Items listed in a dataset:
#####

//! RBF (Radial Basis Function) kernel implementation
//!
//! The kernel is K(x, y) = exp(-||x - y||² / (2σ²)), with the bandwidth
//! derived from the data: σ² = threshold² * median(||xᵢ - xⱼ||²).
//! The median runs over all n² pairs, the zero diagonal included. This is a
//! heuristic and other bandwidth rules exist; this one is kept so scores stay
//! comparable with published CKA numbers.

use crate::core::{Result, SimilarityError};
use crate::kernel::Kernel;
use crate::utils::{stats, validation};
use log::debug;
use ndarray::{Array2, ArrayBase, ArrayView2, Data, Ix2};

/// RBF kernel with a median-distance bandwidth
///
/// The threshold scales the bandwidth as a fraction of the median distance:
/// - smaller threshold: sharper kernel, only close examples look similar
/// - larger threshold: smoother kernel, approaching the linear case
#[derive(Debug, Clone, Copy)]
pub struct RBFKernel {
    threshold: f64,
}

impl RBFKernel {
    /// Create a new RBF kernel with the given bandwidth threshold
    ///
    /// # Errors
    /// Returns [`SimilarityError::InvalidParameter`] if threshold is not a
    /// positive finite number
    pub fn new(threshold: f64) -> Result<Self> {
        validate_threshold(threshold)?;
        Ok(Self { threshold })
    }

    /// Get the threshold parameter
    pub fn threshold(&self) -> f64 {
        self.threshold
    }
}

impl Default for RBFKernel {
    /// RBF kernel with threshold = 1.0
    fn default() -> Self {
        Self { threshold: 1.0 }
    }
}

impl Kernel for RBFKernel {
    fn gram(&self, x: ArrayView2<f64>) -> Result<Array2<f64>> {
        rbf_kernel(&x, self.threshold)
    }

    fn name(&self) -> &'static str {
        "rbf"
    }
}

/// Compute the RBF Gram matrix of `x`
///
/// # Errors
/// - [`SimilarityError::InvalidParameter`] for a non-positive threshold
/// - [`SimilarityError::EmptyInput`] for an empty matrix
/// - [`SimilarityError::DegenerateBandwidth`] when the median squared distance
///   is zero, e.g. when all examples are identical
pub fn rbf_kernel<S>(x: &ArrayBase<S, Ix2>, threshold: f64) -> Result<Array2<f64>>
where
    S: Data<Elem = f64>,
{
    validate_threshold(threshold)?;
    let x = x.view();
    validation::ensure_non_empty(&x)?;

    let sq_distances = squared_distances(&x);
    let sq_median = stats::median(&sq_distances.view()).ok_or(SimilarityError::EmptyInput)?;
    if !(sq_median > 0.0) {
        return Err(SimilarityError::DegenerateBandwidth);
    }

    let two_sigma_sq = 2.0 * threshold * threshold * sq_median;
    debug!(
        "RBF kernel: n={}, median squared distance={sq_median:.6}, 2σ²={two_sigma_sq:.6}",
        x.nrows()
    );

    Ok(sq_distances.mapv(|d| (-d / two_sigma_sq).exp()))
}

/// Pairwise squared Euclidean distances between the rows of `x`
///
/// Uses ||xᵢ - xⱼ||² = gᵢᵢ - 2gᵢⱼ + gⱼⱼ with g = X * X^T, so the row
/// differences are never formed. Rounding may leave tiny negative values;
/// they are not clamped.
pub fn squared_distances(x: &ArrayView2<f64>) -> Array2<f64> {
    let dot_products = x.dot(&x.t());
    let sq_norms = dot_products.diag().to_owned();
    let n = x.nrows();

    Array2::from_shape_fn((n, n), |(i, j)| {
        -2.0 * dot_products[[i, j]] + sq_norms[i] + sq_norms[j]
    })
}

fn validate_threshold(threshold: f64) -> Result<()> {
    if !(threshold.is_finite() && threshold > 0.0) {
        return Err(SimilarityError::InvalidParameter(format!(
            "RBF threshold must be positive, got: {threshold}"
        )));
    }
    Ok(())
}

#[cfg(test)]
mod tests {
    use super::*;
    use ndarray::array;

    #[test]
    fn test_rbf_kernel_creation() {
        let kernel = RBFKernel::new(0.5).unwrap();
        assert_eq!(kernel.threshold(), 0.5);

        let kernel_default = RBFKernel::default();
        assert_eq!(kernel_default.threshold(), 1.0);
        assert_eq!(kernel_default.name(), "rbf");
    }

    #[test]
    fn test_rbf_kernel_trait_takes_view() {
        let x = array![[0.0, 1.0, 9.0], [1.0, 0.0, 9.0], [2.0, 2.0, 9.0]];
        let first_two = x.slice(ndarray::s![.., ..2]);
        let kernel = RBFKernel::new(0.8).unwrap();

        let via_trait = kernel.gram(first_two).unwrap();
        assert_eq!(via_trait, rbf_kernel(&first_two, 0.8).unwrap());
        // The view is still usable afterwards
        assert_eq!(first_two.dim(), (3, 2));
    }

    #[test]
    fn test_rbf_kernel_invalid_threshold() {
        for threshold in [0.0, -0.5, f64::NAN, f64::INFINITY] {
            assert!(matches!(
                RBFKernel::new(threshold),
                Err(SimilarityError::InvalidParameter(_))
            ));
        }
    }

    #[test]
    fn test_squared_distances() {
        let x = array![[0.0, 0.0], [3.0, 4.0], [1.0, 0.0]];
        let d = squared_distances(&x.view());

        assert_eq!(d[[0, 1]], 25.0);
        assert_eq!(d[[1, 0]], 25.0);
        assert_eq!(d[[0, 2]], 1.0);
        assert_eq!(d[[1, 2]], 20.0);
        for i in 0..3 {
            assert_eq!(d[[i, i]], 0.0);
        }
    }

    #[test]
    fn test_rbf_kernel_bandwidth_uses_full_median() {
        // Squared distances: diagonal 0 (x2), off-diagonal 4 (x2). Median over
        // all four entries is (0 + 4) / 2 = 2, so 2σ² = 4 at threshold 1.
        let x = array![[0.0], [2.0]];
        let gram = rbf_kernel(&x, 1.0).unwrap();

        assert!((gram[[0, 0]] - 1.0).abs() < 1e-12);
        assert!((gram[[0, 1]] - (-1.0_f64).exp()).abs() < 1e-12);
        assert!((gram[[1, 0]] - gram[[0, 1]]).abs() < 1e-12);
    }

    #[test]
    fn test_rbf_kernel_threshold_sharpens() {
        let x = array![[0.0, 1.0], [1.0, 0.0], [2.0, 2.0], [-1.0, 0.5]];
        let smooth = rbf_kernel(&x, 2.0).unwrap();
        let sharp = rbf_kernel(&x, 0.5).unwrap();

        for i in 0..4 {
            for j in 0..4 {
                if i != j {
                    assert!(sharp[[i, j]] < smooth[[i, j]]);
                }
                assert!(sharp[[i, j]] > 0.0 && sharp[[i, j]] <= 1.0);
            }
        }
    }

    #[test]
    fn test_rbf_kernel_scale_invariant() {
        // The bandwidth tracks the median distance, so rescaling the data
        // leaves the Gram matrix unchanged.
        let x = array![[0.0, 1.0], [1.0, 0.0], [2.0, 2.0], [-1.0, 0.5]];
        let scaled = &x * 10.0;
        let a = rbf_kernel(&x, 1.0).unwrap();
        let b = rbf_kernel(&scaled, 1.0).unwrap();

        for (u, v) in a.iter().zip(b.iter()) {
            assert!((u - v).abs() < 1e-10);
        }
    }

    #[test]
    fn test_rbf_kernel_degenerate() {
        let x = array![[1.0, 2.0], [1.0, 2.0], [1.0, 2.0]];
        assert!(matches!(
            rbf_kernel(&x, 1.0),
            Err(SimilarityError::DegenerateBandwidth)
        ));
    }
}
//! Core type definitions for representation similarity

use serde::{Deserialize, Serialize};

/// Which HSIC estimator a centered Gram matrix (or a score) was computed with.
///
/// Biased and unbiased centerings are not interchangeable: two matrices
/// centered with different estimators must never be combined.
#[derive(Debug, Clone, Copy, PartialEq, Eq, Hash, Default, Serialize, Deserialize)]
#[serde(rename_all = "snake_case")]
pub enum Estimator {
    /// Plain double-centering
    #[default]
    Biased,
    /// U-statistic centering (Székely & Rizzo, 2014)
    Unbiased,
}

impl Estimator {
    /// Map the `debiased` / `unbiased` flag used by the free functions
    pub fn from_debiased(debiased: bool) -> Self {
        if debiased {
            Self::Unbiased
        } else {
            Self::Biased
        }
    }

    /// Whether this is the unbiased estimator
    pub fn is_unbiased(&self) -> bool {
        matches!(self, Self::Unbiased)
    }

    /// Smallest number of examples the centering step accepts
    pub fn min_examples(&self) -> usize {
        match self {
            Self::Biased => 1,
            Self::Unbiased => 3,
        }
    }
}

/// Similarity measures that can be requested from a [`Comparison`](crate::api::Comparison)
#[derive(Debug, Clone, Copy, PartialEq, Eq, Hash, Serialize, Deserialize)]
#[serde(rename_all = "snake_case")]
pub enum Metric {
    /// CKA over explicit linear Gram matrices
    LinearCka,
    /// CKA over RBF Gram matrices
    RbfCka,
    /// Linear CKA computed in feature space
    FeatureSpaceLinearCka,
    /// Mean squared canonical correlation
    Cca,
}

impl Metric {
    /// Every metric, in reporting order
    pub const ALL: [Metric; 4] = [
        Metric::LinearCka,
        Metric::RbfCka,
        Metric::FeatureSpaceLinearCka,
        Metric::Cca,
    ];

    /// Human readable label
    pub fn label(&self) -> &'static str {
        match self {
            Self::LinearCka => "linear CKA",
            Self::RbfCka => "RBF CKA",
            Self::FeatureSpaceLinearCka => "feature-space linear CKA",
            Self::Cca => "mean squared CCA",
        }
    }

    /// Whether the estimator choice affects this metric
    pub fn uses_estimator(&self) -> bool {
        !matches!(self, Self::Cca)
    }
}

/// Configuration for a comparison between two representations
#[derive(Debug, Clone, PartialEq, Serialize, Deserialize)]
pub struct ComparisonConfig {
    /// HSIC estimator used by every CKA metric
    pub estimator: Estimator,
    /// Bandwidth multiplier for the RBF kernel
    pub rbf_threshold: f64,
    /// Metrics to compute
    pub metrics: Vec<Metric>,
}

impl Default for ComparisonConfig {
    fn default() -> Self {
        Self {
            estimator: Estimator::Biased,
            rbf_threshold: 1.0,
            metrics: Metric::ALL.to_vec(),
        }
    }
}
//! Centered kernel alignment (CKA)
//!
//! Two routes to the same number:
//!
//! - [`cka`]: any kernel, through explicit `n x n` Gram matrices
//! - [`feature_space_linear_cka`]: linear kernel only, through `d x d`
//!   cross-covariances

pub mod feature_space;
pub mod gram;

pub use self::feature_space::*;
pub use self::gram::*;
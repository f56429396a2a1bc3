//! CSV loader for dense feature matrices
//!
//! Supports files where:
//! - Each line is one example, each column one feature
//! - The first row can be a header (automatically detected)
//! - Blank lines and lines starting with `#` are skipped

use crate::core::{Result, SimilarityError};
use ndarray::Array2;
use std::fs::File;
use std::io::{BufRead, BufReader};
use std::path::Path;

/// Feature matrix loaded from a CSV file
#[derive(Debug, Clone)]
pub struct CSVFeatures {
    matrix: Array2<f64>,
    header: Option<Vec<String>>,
}

impl CSVFeatures {
    /// Load a feature matrix from a CSV file
    ///
    /// Headers are automatically detected if present.
    pub fn from_file<P: AsRef<Path>>(path: P) -> Result<Self> {
        let file = File::open(path).map_err(SimilarityError::IoError)?;
        let reader = BufReader::new(file);
        Self::from_reader(reader)
    }

    /// Load a feature matrix from a reader, detecting headers
    pub fn from_reader<R: BufRead>(reader: R) -> Result<Self> {
        Self::from_reader_with_options(reader, true)
    }

    /// Load a feature matrix from a reader with explicit header option
    pub fn from_reader_with_options<R: BufRead>(reader: R, auto_detect_header: bool) -> Result<Self> {
        let mut header = None;
        let mut values = Vec::new();
        let mut n_features = None;
        let mut n_examples = 0;

        for (line_no, line) in reader.lines().enumerate() {
            let line = line.map_err(SimilarityError::IoError)?;
            let line = line.trim();

            if line.is_empty() || line.starts_with('#') {
                continue;
            }

            // Only the first data-bearing line may be a header
            if n_examples == 0 && header.is_none() && auto_detect_header && Self::is_header_line(line)
            {
                let names: Vec<String> = line.split(',').map(|f| f.trim().to_string()).collect();
                n_features = Some(names.len());
                header = Some(names);
                continue;
            }

            let row = Self::parse_data_line(line, line_no + 1)?;
            match n_features {
                None => n_features = Some(row.len()),
                Some(expected) if expected != row.len() => {
                    return Err(SimilarityError::ParseError(format!(
                        "Line {} has {} columns, expected {expected}",
                        line_no + 1,
                        row.len()
                    )));
                }
                Some(_) => {}
            }
            values.extend(row);
            n_examples += 1;
        }

        if n_examples == 0 {
            return Err(SimilarityError::EmptyInput);
        }

        let n_features = values.len() / n_examples;
        let matrix = Array2::from_shape_vec((n_examples, n_features), values)
            .map_err(|e| SimilarityError::ParseError(e.to_string()))?;

        Ok(Self { matrix, header })
    }

    /// Check if a line appears to be a header
    fn is_header_line(line: &str) -> bool {
        let fields: Vec<&str> = line.split(',').collect();

        // Check if most fields are non-numeric (likely headers)
        let non_numeric_count = fields
            .iter()
            .filter(|field| field.trim().parse::<f64>().is_err())
            .count();

        non_numeric_count * 2 > fields.len()
    }

    /// Parse a CSV data line into a row of features
    fn parse_data_line(line: &str, line_no: usize) -> Result<Vec<f64>> {
        line.split(',')
            .enumerate()
            .map(|(col, field)| {
                let field = field.trim();
                field.parse::<f64>().map_err(|_| {
                    SimilarityError::ParseError(format!(
                        "Invalid value at line {line_no}, column {}: {field:?}",
                        col + 1
                    ))
                })
            })
            .collect()
    }

    /// The loaded matrix (examples x features)
    pub fn matrix(&self) -> &Array2<f64> {
        &self.matrix
    }

    /// Consume and return the matrix
    pub fn into_matrix(self) -> Array2<f64> {
        self.matrix
    }

    /// Column names, if the file had a header
    pub fn header(&self) -> Option<&[String]> {
        self.header.as_deref()
    }

    /// Number of examples (rows)
    pub fn n_examples(&self) -> usize {
        self.matrix.nrows()
    }

    /// Number of features (columns)
    pub fn n_features(&self) -> usize {
        self.matrix.ncols()
    }
}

#####

What you should do: If a line of the data includes the word "FeatureSpaceLinearCka", it counts; give how many lines do, as a bare number.

Response for this exercise: 3